# Carolina's spay surgery and microchipping is Friday...feeling nervous.



## BasketMichele (Sep 9, 2014)

I just don't like the idea of any of these tiny babies having to be under anesthesia.

We chose to wait until she was closer to a year old for the reason so was so tiny, in addition too I personally feel having female hormones is important during growth and the breeder was great about working with me on that. We are having the pre-anesthetic labwork done, picc line put in and they are going to use an anesthetic that's suppose to be better for the smaller animals ( I forget the name of it, but it's a different one then what's commonly used for low cost spay/neuter or a lot larger breeds).

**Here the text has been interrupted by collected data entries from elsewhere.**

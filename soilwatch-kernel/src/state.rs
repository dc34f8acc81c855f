use parking_lot::RwLock;
use std::sync::Arc;

pub type Shared<T> = Arc<RwLock<T>>;

pub fn new_state<T>(value: T) -> Shared<T> {
    Arc::new(RwLock::new(value))
}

It also helps knowing that my vet's personal passion breed is Chihuahuas and he and his family have a few themselves. I keep telling myself they do this surgery on kittens younger and smaller than her and I can be thankful the surgery isn't for something a lot more serious health wise. But, I'm still nervous.

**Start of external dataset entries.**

use super::{RawMessage, StreamError, TelemetrySource};
use parking_lot::Mutex;
use std::collections::VecDeque;
use std::sync::Arc;
use tokio::sync::mpsc;

/// Élément injecté dans une ChannelSource
#[derive(Debug, Clone)]
pub enum SourceItem {
    Message(Vec<u8>),
    ConnectionLost(String),
    AuthRejected(String),
}

#[derive(Debug, Default)]
struct SourceLog {
    acked: Vec<u64>,
    reconnects: u32,
    /// Échecs rendus par les prochains reconnect(), dans l'ordre
    reconnect_failures: VecDeque<StreamError>,
    closed: bool,
}

/// Source en mémoire : les messages arrivent par un canal tokio et
/// chaque ack / reconnect / close est enregistré pour inspection.
pub struct ChannelSource {
    topic: String,
    rx: mpsc::UnboundedReceiver<SourceItem>,
    log: Arc<Mutex<SourceLog>>,
    next_delivery: u64,
}

/// Côté producteur d'une ChannelSource
#[derive(Clone)]
pub struct ChannelSourceHandle {
    tx: mpsc::UnboundedSender<SourceItem>,
    log: Arc<Mutex<SourceLog>>,
}

impl ChannelSource {
    pub fn new(topic: &str) -> (Self, ChannelSourceHandle) {
        let (tx, rx) = mpsc::unbounded_channel();
        let log = Arc::new(Mutex::new(SourceLog::default()));
        let source = Self { topic: topic.to_string(), rx, log: log.clone(), next_delivery: 0 };
        (source, ChannelSourceHandle { tx, log })
    }
}

impl ChannelSourceHandle {
    pub fn send_payload<V: Into<Vec<u8>>>(&self, payload: V) {
        // le récepteur vit aussi longtemps que la source
        let _ = self.tx.send(SourceItem::Message(payload.into()));
    }

    pub fn send(&self, item: SourceItem) {
        let _ = self.tx.send(item);
    }

    /// Le prochain reconnect() échouera avec `err`
    pub fn fail_next_reconnect(&self, err: StreamError) {
        self.log.lock().reconnect_failures.push_back(err);
    }

    pub fn acked(&self) -> Vec<u64> {
        self.log.lock().acked.clone()
    }

    pub fn reconnects(&self) -> u32 {
        self.log.lock().reconnects
    }

    pub fn is_closed(&self) -> bool {
        self.log.lock().closed
    }
}

impl TelemetrySource for ChannelSource {
    async fn next(&mut self) -> Result<RawMessage, StreamError> {
        match self.rx.recv().await {
            Some(SourceItem::Message(payload)) => {
                self.next_delivery += 1;
                Ok(RawMessage { topic: self.topic.clone(), payload, delivery: self.next_delivery })
            }
            Some(SourceItem::ConnectionLost(reason)) => Err(StreamError::Connection(reason)),
            Some(SourceItem::AuthRejected(reason)) => Err(StreamError::Auth(reason)),
            // plus de producteur : le flux reste muet jusqu'à l'arrêt
            None => std::future::pending().await,
        }
    }

    async fn ack(&mut self, msg: &RawMessage) -> Result<(), StreamError> {
        self.log.lock().acked.push(msg.delivery);
        Ok(())
    }

    async fn reconnect(&mut self) -> Result<(), StreamError> {
        let mut log = self.log.lock();
        log.reconnects += 1;
        match log.reconnect_failures.pop_front() {
            Some(err) => Err(err),
            None => Ok(()),
        }
    }

    async fn close(&mut self) {
        self.rx.close();
        self.log.lock().closed = true;
    }
}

Prayers for a speedy recovery for Carolina.


----------



## Huly (Mar 5, 2012)

I will keep y'all in my thoughts and prayers!


----------



## Wicked Pixie (Oct 14, 2011)

I have chosen to keep my tiny girls entire, so don't feel you have to spay if you don't want to.


----------



## Corona Pup (Jan 27, 2015)

I was lucky in the fact Corona was spayed and microchipped when I got her. Her surgery was actually the day before I got her. Everything went fine, but my vet was flabbergasted that they performed surgery on her when she weighed under 2 pounds!!!


----------



## susan davis (Mar 25, 2011)

She'll be fine! Hopefully your vet will let you pick her up that evening, so that she doesn't have to stay overnight? Unless someone is there at the vet's all night?


----------



## LittleBeverly2015 (Jan 26, 2015)

Aw, I felt the same way when Beverly was spayed. I was so worried and considered not getting her spayed. But then I read about some of the health risks of not spaying. i decided to go through with it. Beverly made it through just fine! She did have to stay overnight, the vet had an employee who worked overnights. I will pray for Carolina!


----------



## elaina (Jul 1, 2008)

Thinking of you and Carolina. i'm sure everything went just fine, but let us know how she is doing. i'm wishing for her to have a speedy recovery


----------



## Chiluv04 (Dec 19, 2013)

Carolina will do just fine. Be sure to spoil us with pics once she's all better.


----------



## Corona Pup (Jan 27, 2015)

It's Friday. How is little miss Carolina doing? Hope all went well! Let us know!


----------